Media Kampung – Stabilitas Politik Malaysia Diuji, Anwar Ibrahim Hadapi Pembelotan Internal menjadi sorotan utama setelah mantan rekan satu partai, Rafiki Ramli, memutuskan menyeberang dan mendirikan Partai Bersama, menambah ketegangan menjelang pemilihan umum yang diperkirakan paling cepat tahun ini.

Latar Belakang Pemerintahan Anwar Ibrahim

Sejak menjabat sebagai Perdana Menteri pada tahun 2022, Anwar Ibrahim dikenal sebagai tokoh oposisi yang lama memperjuangkan agenda anti‑korupsi. Selama hampir empat tahun memimpin, pemerintahannya dipuji karena menciptakan relatifnya stabilitas politik di Malaysia, meski tantangan struktural tetap ada, termasuk lambatnya reformasi kelembagaan dan pengawasan anti‑korupsi yang masih lemah.

Rafizi Ramli: Dari Menteri Ekonomi Menjadi Lawan Politik

Rafizi Ramli, yang sebelumnya menjabat sebagai Menteri Ekonomi dalam koalisi Pakatan Harapan, dulunya dianggap sebagai calon penerus Anwar dalam partai PKR. Namun, alih‑alih melanjutkan kariernya di PKR, Rafizi mengundurkan diri dari parlemen dan mengambil alih Partai Bersama, sebuah partai kecil yang kini menjadi pesaing baru.
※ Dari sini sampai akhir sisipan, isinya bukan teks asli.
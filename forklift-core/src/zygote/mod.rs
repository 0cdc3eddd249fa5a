// SPDX-License-Identifier: Apache-2.0
// Copyright 2025 Ankit Kumar Pandey

//! Zygote import cache.
//!
//! A Zygote is a paused sandbox that has already imported a set of
//! packages. Leaves are forked from the deepest Zygote whose packages the
//! function needs, skipping the imports on cold start.

mod multi_tree;
mod tree;

use std::path::Path;
use std::sync::Arc;

use async_trait::async_trait;
use serde::{Deserialize, Serialize};

pub use multi_tree::MultiTree;
pub use tree::ImportCache;

use crate::config::{ImportCacheMode, WorkerConfig};
use crate::error::{ForkliftResult, ZygoteError};
use crate::packages::PackagePuller;
use crate::sandbox::{SandboxHandle, SandboxMeta, SandboxPool};
use crate::storage::DirMaker;
use crate::types::RuntimeKind;

/// Creates sandboxes by forking cached Zygotes.
#[async_trait]
pub trait ZygoteProvider: Send + Sync {
    /// Fork a new sandbox in `child_pool` from the best Zygote for
    /// `meta.installs`.
    async fn create(
        &self,
        child_pool: &dyn SandboxPool,
        is_leaf: bool,
        code_dir: Option<&Path>,
        scratch_dir: &Path,
        meta: SandboxMeta,
        runtime: RuntimeKind,
    ) -> ForkliftResult<SandboxHandle>;

    /// Install every node's packages and start the bottom Zygotes.
    async fn warmup(&self) -> ForkliftResult<()>;

    /// Destroy every Zygote, children before parents.
    async fn cleanup(&self);

    /// Tree rendered with per-node fork counts.
    fn dump(&self) -> String;

    /// Per-node counters in pre-order.
    fn stats(&self) -> Vec<NodeStats>;
}

/// Counters of one tree node.
#[derive(Debug, Clone, PartialEq, Eq, Serialize)]
pub struct NodeStats {
    /// Own and inherited packages.
    pub packages: Vec<String>,
    /// Reservations of this node's Zygote.
    pub hits: u64,
    pub leaf_children: u64,
    pub nonleaf_children: u64,
}

/// `import_cache_tree` as written in the configuration.
#[derive(Debug, Clone, Default, PartialEq, Eq, Deserialize)]
pub struct TreeSpec {
    #[serde(default)]
    pub packages: Vec<String>,
    #[serde(default)]
    pub children: Vec<TreeSpec>,
}

impl TreeSpec {
    pub fn parse(json: &str) -> ForkliftResult<Self> {
        serde_json::from_str(json).map_err(|e| {
            ZygoteError::TreeParse {
                reason: e.to_string(),
            }
            .into()
        })
    }

    /// Inline JSON when the setting looks like an object, otherwise a path.
    /// No setting gives a tree with only the root.
    pub fn from_setting(setting: Option<&str>) -> ForkliftResult<Self> {
        let Some(setting) = setting.map(str::trim).filter(|s| !s.is_empty()) else {
            return Ok(Self::default());
        };
        if setting.starts_with('{') && setting.ends_with('}') {
            return Self::parse(setting);
        }

        let content = std::fs::read_to_string(setting).map_err(|e| ZygoteError::TreeRead {
            path: setting.into(),
            reason: e.to_string(),
        })?;
        Self::parse(&content)
    }
}

/// Build the provider selected by `features.import_cache`, if any.
pub fn provider_from_config(
    conf: &WorkerConfig,
    pool: Arc<dyn SandboxPool>,
    puller: Arc<PackagePuller>,
    code_dirs: Arc<DirMaker>,
    scratch_dirs: Arc<DirMaker>,
) -> ForkliftResult<Option<Arc<dyn ZygoteProvider>>> {
    let provider: Arc<dyn ZygoteProvider> = match conf.features.import_cache {
        ImportCacheMode::Disabled => return Ok(None),
        ImportCacheMode::Tree => {
            let spec = TreeSpec::from_setting(conf.import_cache_tree.as_deref())?;
            let cache = ImportCache::new(&spec, pool, puller, code_dirs, scratch_dirs)?;
            tracing::info!(nodes = cache.node_count(), tree = %cache.dump(), "Import cache ready");
            Arc::new(cache)
        }
        ImportCacheMode::MultiTree => {
            let spec = TreeSpec::from_setting(conf.import_cache_tree.as_deref())?;
            Arc::new(MultiTree::new(
                &spec,
                MultiTree::default_tree_count(),
                pool,
                puller,
                code_dirs,
                scratch_dirs,
            )?)
        }
    };
    Ok(Some(provider))
}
Partai tersebut berhasil menggaet lebih dari 18.000 pengajuan anggota, mayoritasnya berasal dari eks‑elite dan kader PKR.

Implikasi Pembelotan Internal

Ketegangan internal ini mengancam legitimasi Anwar sebagai pemimpin. Seorang anggota parlemen PKR, Hassan Abdul Karim, menyatakan, “Bila lebih banyak lagi anggota parlemen PKR yang mendukung Rafizi keluar dari partai, Anwar akan kehilangan legitimasi sebagai PM.” Meskipun belum ada respons resmi dari kantor Anwar, juru bicara pemerintah sekaligus kepala informasi PKR, Fahmi Fadzil, menanggapi dengan tenang, menyebut bahwa partainya menerima 5.000 pendaftaran kader baru dalam dua bulan terakhir dan total keanggotaannya masih mencapai satu juta orang.

Pengaruh Terhadap Pemilu Mendatang

Pembelotan ini muncul pada fase kritis menjelang pemilu yang diproyeksikan akan dilaksanakan paling cepat tahun ini. Jika Partai Bersama berhasil mengonsolidasikan dukungan dari kader PKR, hal ini dapat mengubah dinamika suara di beberapa daerah kunci, terutama di wilayah perkotaan yang sebelumnya menjadi basis kuat Pakatan Harapan. Anwar kini harus menyeimbangkan antara menjaga koalisi internal dan menanggapi kritik publik terkait lambatnya reformasi.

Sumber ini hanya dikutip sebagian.